All this dire misery, therefore; all
this of our poor Workhouse Workmen, of our Chartisms,
Trades-strikes, Corn-Laws, Toryisms, and the general
downbreak of Laissez-faire in these days, may
we not regard it as a voice from the dumb bosom of
Nature, saying to us: “Behold! Supply-and-demand
is not the one Law of Nature; Cash-payment is not
the sole nexus of man with man, how far
from it! Deep, far deeper than Supply-and-demand,
are Laws, Obligations sacred as Man’s Life itself:
these also, if you will continue to do work, you shall
now learn and obey. He that will learn them, behold
Nature is on his side, he shall yet work and prosper
with noble rewards. He that will not learn them,
Nature is against him, he shall not be able to do work
in Nature’s empire, not in hers.
Perpetual mutiny, contention, hatred, isolation, execration
shall wait on his footsteps, till all men discern
that the thing which he attains, however golden it
look or be, is not success, but the want of success.”
Supply-and-demand, alas!
For what noble work was there ever yet any audible
‘demand’ in that poor sense? The man
of Macedonia, speaking in vision to an Apostle Paul,
“Come over and help us,” did not specify
what rate of wages he would give! Or was the Christian
Religion itself accomplished by Prize-Essays, Bridgwater
Bequests, and a ’minimum of Four thousand five
hundred a year’? No demand that I heard
of was made then, audible in any Labour-market, Manchester
Chamber of Commerce, or other the like emporium and
hiring establishment; silent were all these from any
whisper of such demand; powerless were all
these to ‘supply’ it, had the demand been
in thunder and earthquake, with gold Eldorados
and Mahometan Paradises for the reward.

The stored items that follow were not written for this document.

use std::io::Write as _;
use std::sync::Arc;

use async_trait::async_trait;

use crate::context::CallContext;
use crate::error::{BackendError, BackendResult};
use crate::runner::{CommandOutput, CommandRunner};

/// Memory-stat tag for the balloon's current size (the domain limit).
pub const MEM_STAT_ACTUAL: u32 = 5;
/// Memory-stat tag for resident set size (usage).
pub const MEM_STAT_RSS: u32 = 6;

#[derive(Debug, Clone, Copy, PartialEq, Eq)]
pub enum DomainState {
    Running,
    Blocked,
    Paused,
    ShuttingDown,
    Shutoff,
    Crashed,
    Suspended,
}

impl DomainState {
    /// States in which the domain still holds resources and must be forced off.
    pub fn is_active(&self) -> bool {
        !matches!(self, DomainState::Shutoff)
    }

    pub fn parse(s: &str) -> Option<DomainState> {
        match s.trim() {
            "running" => Some(DomainState::Running),
            "idle" | "blocked" => Some(DomainState::Blocked),
            "paused" => Some(DomainState::Paused),
            "in shutdown" => Some(DomainState::ShuttingDown),
            "shut off" => Some(DomainState::Shutoff),
            "crashed" => Some(DomainState::Crashed),
            "pmsuspended" => Some(DomainState::Suspended),
            _ => None,
        }
    }
}

#[derive(Debug, Clone, PartialEq, Eq)]
pub struct DhcpLease {
    pub mac: String,
    pub ip: String,
}

/// Long-lived session to the local virtualization daemon.
#[async_trait]
pub trait VirtSession: Send + Sync {
    async fn ping(&self, ctx: &CallContext) -> BackendResult<()>;

    /// Name of the default storage pool.
    async fn default_pool(&self, ctx: &CallContext) -> BackendResult<String>;
    /// On-host path of a volume, or None if the pool has no such volume.
    async fn volume_path(&self, ctx: &CallContext, pool: &str, name: &str) -> BackendResult<Option<String>>;
    async fn clone_volume(&self, ctx: &CallContext, pool: &str, source: &str, target: &str) -> BackendResult<String>;
    async fn create_volume(&self, ctx: &CallContext, pool: &str, name: &str, capacity_bytes: u64) -> BackendResult<String>;
    /// `NotFound` when the volume is already gone.
    async fn delete_volume(&self, ctx: &CallContext, pool: &str, name: &str) -> BackendResult<()>;

    async fn define_domain(&self, ctx: &CallContext, xml: &str) -> BackendResult<()>;
    async fn start_domain(&self, ctx: &CallContext, name: &str) -> BackendResult<()>;
    async fn shutdown_domain(&self, ctx: &CallContext, name: &str) -> BackendResult<()>;
    async fn destroy_domain(&self, ctx: &CallContext, name: &str) -> BackendResult<()>;
    async fn undefine_domain(&self, ctx: &CallContext, name: &str) -> BackendResult<()>;
    /// None when the domain is not defined.
    async fn domain_state(&self, ctx: &CallContext, name: &str) -> BackendResult<Option<DomainState>>;
    async fn domain_xml(&self, ctx: &CallContext, name: &str) -> BackendResult<String>;
    /// (tag, KiB) pairs, tags as in [`MEM_STAT_ACTUAL`] / [`MEM_STAT_RSS`].
    async fn memory_stats(&self, ctx: &CallContext, name: &str) -> BackendResult<Vec<(u32, u64)>>;

    async fn attach_disk(&self, ctx: &CallContext, name: &str, path: &str, target: &str) -> BackendResult<()>;
    async fn detach_disk(&self, ctx: &CallContext, name: &str, path: &str) -> BackendResult<()>;

    async fn dhcp_leases(&self, ctx: &CallContext, network: &str) -> BackendResult<Vec<DhcpLease>>;
}

/// `VirtSession` over the `virsh` CLI.
pub struct VirshSession {
    uri: String,
    runner: Arc<dyn CommandRunner>,
}

impl VirshSession {
    pub fn new(uri: impl Into<String>, runner: Arc<dyn CommandRunner>) -> Self {
        Self {
            uri: uri.into(),
            runner,
        }
    }

    async fn virsh(&self, ctx: &CallContext, args: &[&str]) -> BackendResult<CommandOutput> {
        let mut full = vec!["-c", self.uri.as_str(), "-q"];
        full.extend_from_slice(args);
        self.runner.run(ctx, "virsh", &full).await
    }

    async fn virsh_ok(&self, ctx: &CallContext, args: &[&str]) -> BackendResult<CommandOutput> {
        self.virsh(ctx, args).await?.check("virsh")
    }

    /// Like `virsh_ok` but a "not found" failure becomes `NotFound`.
    async fn virsh_found(&self, ctx: &CallContext, what: &str, args: &[&str]) -> BackendResult<CommandOutput> {
        let out = self.virsh(ctx, args).await?;
        if !out.success() && out.mentions_not_found() {
            return Err(BackendError::NotFound(what.to_string()));
        }
        out.check("virsh")
    }
}

#[async_trait]
impl VirtSession for VirshSession {
    async fn ping(&self, ctx: &CallContext) -> BackendResult<()> {
        match self.virsh(ctx, &["version"]).await {
            Ok(out) if out.success() => Ok(()),
            Ok(out) => Err(BackendError::Unavailable(out.stderr.trim().to_string())),
            Err(BackendError::BinaryMissing(b)) => Err(BackendError::Unavailable(format!("{b} not installed"))),
            Err(e) => Err(e),
        }
    }

    async fn default_pool(&self, ctx: &CallContext) -> BackendResult<String> {
        self.virsh_found(ctx, "storage pool default", &["pool-info", "default"]).await?;
        Ok("default".to_string())
    }

    async fn volume_path(&self, ctx: &CallContext, pool: &str, name: &str) -> BackendResult<Option<String>> {
        match self.virsh_found(ctx, name, &["vol-path", "--pool", pool, name]).await {
            Ok(out) => Ok(Some(out.stdout.trim().to_string())),
            Err(BackendError::NotFound(_)) => Ok(None),
            Err(e) => Err(e),
        }
    }

    async fn clone_volume(&self, ctx: &CallContext, pool: &str, source: &str, target: &str) -> BackendResult<String> {
        self.virsh_ok(ctx, &["vol-clone", "--pool", pool, source, target]).await?;
        self.volume_path(ctx, pool, target)
            .await?
            .ok_or_else(|| BackendError::NotFound(target.to_string()))
    }

    async fn create_volume(&self, ctx: &CallContext, pool: &str, name: &str, capacity_bytes: u64) -> BackendResult<String> {
        let capacity = format!("{capacity_bytes}b");
        self.virsh_ok(
            ctx,
            &["vol-create-as", pool, name, &capacity, "--format", "qcow2", "--allocation", "0"],
        )
        .await?;
        self.volume_path(ctx, pool, name)
            .await?
            .ok_or_else(|| BackendError::NotFound(name.to_string()))
    }

    async fn delete_volume(&self, ctx: &CallContext, pool: &str, name: &str) -> BackendResult<()> {
        self.virsh_found(ctx, name, &["vol-delete", "--pool", pool, name]).await?;
        Ok(())
    }

    async fn define_domain(&self, ctx: &CallContext, xml: &str) -> BackendResult<()> {
        let mut file = tempfile::Builder::new()
            .prefix("nimbus-domain-")
            .suffix(".xml")
            .tempfile()?;
        file.write_all(xml.as_bytes())?;
        file.flush()?;
        let path = file.path().to_string_lossy().into_owned();
        self.virsh_ok(ctx, &["define", &path]).await?;
        Ok(())
    }

    async fn start_domain(&self, ctx: &CallContext, name: &str) -> BackendResult<()> {
        self.virsh_found(ctx, name, &["start", name]).await?;
        Ok(())
    }

    async fn shutdown_domain(&self, ctx: &CallContext, name: &str) -> BackendResult<()> {
        self.virsh_found(ctx, name, &["shutdown", name]).await?;
        Ok(())
    }

    async fn destroy_domain(&self, ctx: &CallContext, name: &str) -> BackendResult<()> {
        self.virsh_found(ctx, name, &["destroy", name]).await?;
        Ok(())
    }

    async fn undefine_domain(&self, ctx: &CallContext, name: &str) -> BackendResult<()> {
        self.virsh_found(ctx, name, &["undefine", name]).await?;
        Ok(())
    }

    async fn domain_state(&self, ctx: &CallContext, name: &str) -> BackendResult<Option<DomainState>> {
        match self.virsh_found(ctx, name, &["domstate", name]).await {
            Ok(out) => DomainState::parse(&out.stdout)
                .map(Some)
                .ok_or_else(|| BackendError::Rejected(format!("unknown domain state {:?}", out.stdout.trim()))),
            Err(BackendError::NotFound(_)) => Ok(None),
            Err(e) => Err(e),
        }
    }

    async fn domain_xml(&self, ctx: &CallContext, name: &str) -> BackendResult<String> {
        Ok(self.virsh_found(ctx, name, &["dumpxml", name]).await?.stdout)
    }

    async fn memory_stats(&self, ctx: &CallContext, name: &str) -> BackendResult<Vec<(u32, u64)>> {
        let out = self.virsh_found(ctx, name, &["dommemstat", name]).await?;
        Ok(parse_memstat(&out.stdout))
    }

    async fn attach_disk(&self, ctx: &CallContext, name: &str, path: &str, target: &str) -> BackendResult<()> {
        self.virsh_ok(
            ctx,
            &["attach-disk", name, path, target, "--subdriver", "qcow2", "--persistent"],
        )
        .await?;
        Ok(())
    }

    async fn detach_disk(&self, ctx: &CallContext, name: &str, path: &str) -> BackendResult<()> {
        self.virsh_found(ctx, path, &["detach-disk", name, path, "--persistent"]).await?;
        Ok(())
    }

    async fn dhcp_leases(&self, ctx: &CallContext, network: &str) -> BackendResult<Vec<DhcpLease>> {
        let out = self.virsh_found(ctx, network, &["net-dhcp-leases", network]).await?;
        Ok(parse_leases(&out.stdout))
    }
}

/// `dommemstat` prints `name value` lines in KiB.
pub fn parse_memstat(out: &str) -> Vec<(u32, u64)> {
    out.lines()
        .filter_map(|line| {
            let mut parts = line.split_whitespace();
            let tag = match parts.next()? {
                "actual" => MEM_STAT_ACTUAL,
                "rss" => MEM_STAT_RSS,
                _ => return None,
            };
            let value = parts.next()?.parse().ok()?;
            Some((tag, value))
        })
        .collect()
}

/// Parses the `net-dhcp-leases` table. Header and separator lines are
/// skipped because they carry no MAC-shaped column.
pub fn parse_leases(out: &str) -> Vec<DhcpLease> {
    out.lines()
        .filter_map(|line| {
            let cols: Vec<&str> = line.split_whitespace().collect();
            let mac = cols
                .iter()
                .find(|c| c.len() == 17 && c.matches(':').count() == 5)?;
            let proto = cols.iter().position(|c| *c == "ipv4" || *c == "ipv6")?;
            let ip = cols.get(proto + 1)?;
            let ip = ip.split('/').next()?;
            Some(DhcpLease {
                mac: mac.to_ascii_lowercase(),
                ip: ip.to_string(),
            })
        })
        .collect()
}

Ah me,
into what waste latitudes, in this Time-Voyage, have
we wandered; like adventurous Sindbads; where
the men go about as if by galvanism, with meaningless
glaring eyes, and have no soul, but only a beaver-faculty
and stomach! The haggard despair of Cotton-factory,
Coal-mine operatives, Chandos Farm-labourers, in these
days, is painful to behold; but not so painful, hideous
to the inner sense, as that brutish godforgetting
Profit-and-Loss Philosophy and Life-theory, which
we hear jangled on all hands of us, in senate-houses,
spouting-clubs, leading-articles, pulpits and platforms,
everywhere as the Ultimate Gospel and candid Plain-English
of Man’s Life, from the throats and pens and
thoughts of all-but all men!
Enlightened Philosophies, like Moliere
Doctors, will tell you: “Enthusiasms, Self-sacrifice,
Heaven, Hell and suchlike: yes, all that was
true enough for old stupid times; all that used to
be true: but we have changed all that, nous
avons change tout cela!” Well; if the heart
be got round now into the right side, and the liver
to the left; if man have no heroism in him deeper
than the wish to eat, and in his soul there dwell
now no Infinite of Hope and Awe, and no divine Silence
can become imperative because it is not Sinai Thunder,
and no tie will bind if it be not that of Tyburn gallows-ropes, then
verily you have changed all that; and for it, and
for you, and for me, behold the Abyss and nameless
Annihilation is ready. So scandalous a beggarly
Universe deserves indeed nothing else; I cannot say
I would save it from Annihilation. Vacuum, and
the serene Blue, will be much handsomer; easier too
for all of us. I, for one, decline living as a
Patent-Digester. Patent-Digester, Spinning-Mule,
Mayfair Clothes-Horse: many thanks, but your
Chaosships will have the goodness to excuse me!